Construct Rectangle having length(l)=18 cm and breadth(b)=9 cm and examine it.

Solution:

Here, \(\angle\) A=\(\angle\)B=\(\angle\)C=\(angle\)=90^{o}

So, All angle are equal and are 90^{o}of rectangle.

Diagonal AC=BD=20.2 cm

So, Diagonal are equal in rectangle

AD=DC=10.1 cm and BO=CO=10 cm

so, diagonal of a rectangle bisects each other.

AB=CD=18 cm and BC=AD=9 cm

so, Opposite side of a rectangle is equal

Construct a quadrilateral ABCD in which AB = 4.8 cm, BC = 4.3 cm, CD = 3.6 cm, AD = 4.2 cm and diagonal AC = 6 cm.

Solution:

Steps of Construction:

Step 1**: **Draw AB = 4.8 cm.

Step 2**: **With A as center and radius equal to 6 cm, draw an arc.

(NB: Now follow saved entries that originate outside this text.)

use std::{path::PathBuf, process::ExitCode};

use clap::{Parser, Subcommand};

use metatile_converter::{
    job::load_manifest, ConvertConfig, Converter, Job, JobReport, Result,
};

#[derive(Parser)]
#[command(name = "metatile-converter")]
#[command(about = "Render tilesets and assemble maps from packed metatile data")]
struct Cli {
    /// JSON settings file
    #[arg(long, global = true)]
    config: Option<PathBuf>,

    /// Print job reports as JSON
    #[arg(long, global = true, default_value_t = false)]
    json: bool,

    #[command(subcommand)]
    command: Commands,
}

#[derive(Subcommand)]
enum Commands {
    /// Bake a 4-bit tile sheet into RGBA using per-tile palettes
    RenderTileset {
        tiles_png: PathBuf,
        palettes_dir: PathBuf,
        metatiles_bin: PathBuf,
        output_png: PathBuf,
        /// Tile indices start at 512
        #[arg(long)]
        secondary: bool,
        /// Also render every metatile to this image
        #[arg(long)]
        metatile_sheet: Option<PathBuf>,
    },
    /// Assemble map.bin into tile layers and cell metadata
    ConvertMap {
        map_bin: PathBuf,
        #[arg(long)]
        width: usize,
        #[arg(long)]
        height: usize,
        /// Directory with metatiles.bin and metatile_attributes.bin
        #[arg(long)]
        primary: PathBuf,
        #[arg(long)]
        secondary: Option<PathBuf>,
        #[arg(long)]
        border: Option<PathBuf>,
        #[arg(short, long)]
        output: PathBuf,
    },
    /// Replace the embedded palette of an indexed image
    ReplacePalette {
        input_png: PathBuf,
        palette: PathBuf,
        output_png: PathBuf,
    },
    /// Run every job of a JSON manifest in parallel
    Batch { manifest: PathBuf },
}

impl Commands {
    fn into_jobs(self) -> Result<Vec<Job>> {
        let job = match self {
            Commands::RenderTileset {
                tiles_png,
                palettes_dir,
                metatiles_bin,
                output_png,
                secondary,
                metatile_sheet,
            } => Job::Tileset {
                tiles_png,
                palettes_dir,
                metatiles_bin,
                output_png,
                secondary,
                metatile_sheet,
            },
            Commands::ConvertMap {
                map_bin,
                width,
                height,
                primary,
                secondary,
                border,
                output,
            } => Job::Map {
                map_bin,
                width,
                height,
                border_bin: border,
                primary_dir: primary,
                secondary_dir: secondary,
                output_json: output,
            },
            Commands::ReplacePalette {
                input_png,
                palette,
                output_png,
            } => Job::ReplacePalette {
                input_png,
                palette,
                output_png,
            },
            Commands::Batch { manifest } => return load_manifest(&manifest),
        };
        Ok(vec![job])
    }
}

fn print_report(report: &JobReport, json: bool) {
    if json {
        match serde_json::to_string_pretty(report) {
            Ok(text) => println!("{}", text),
            Err(e) => log::error!("Failed to serialise report: {}", e),
        }
        return;
    }
    for output in &report.outputs {
        println!("{}: wrote {}", report.job, output.display());
    }
    for warning in &report.warnings {
        println!("{}: warning: {}", report.job, warning);
    }
}

fn run(cli: Cli) -> Result<bool> {
    let config = match &cli.config {
        Some(path) => ConvertConfig::load(path)?,
        None => ConvertConfig::default(),
    };
    let jobs = cli.command.into_jobs()?;
    let converter = Converter::new(config);

    let mut all_ok = true;
    for result in converter.run_all(&jobs) {
        match result {
            Ok(report) => print_report(&report, cli.json),
            Err(e) => {
                log::error!("{}", e);
                all_ok = false;
            }
        }
    }
    Ok(all_ok)
}

fn main() -> ExitCode {
    env_logger::Builder::from_env(env_logger::Env::default().default_filter_or("info")).init();
    let cli = Cli::parse();

    match run(cli) {
        Ok(true) => ExitCode::SUCCESS,
        Ok(false) => ExitCode::FAILURE,
        Err(e) => {
            log::error!("{}", e);
            ExitCode::FAILURE
        }
    }
}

Step 3**: **With B as center and radius equal to 4.3 cm, draw another arc, cutting the previous arc at C.

Step4**: **Join BC.

Step 5: With A as center and radius equal to 4.2 cm, draw an arc.

Step 6: With C as center and radius equal to 3.6 cm, draw another arc, cutting the previous arc at D.

Step 7**: **Join AD and CD.

Then, ABCD is the required quadrilateral.

Construct a quadrilateral ABCD in which AB = 4 cm BC = 3.8 cm, AD = 3 cm, diagonal AC = 5 cm and diagonal BD = 4.6 cm.

Solution:

Steps of Construction:

Step 1: Draw AB = 4 cm.

Step 2: With A as center and radius equal to 5 cm, draw an arc.

Step 3: With B as center and radius equal to 3.8 cm, draw another arc, cutting the previous arc at C.

Step 4: Join BC.

Step 5: With A as center and radius equal to 3 cm, draw an arc.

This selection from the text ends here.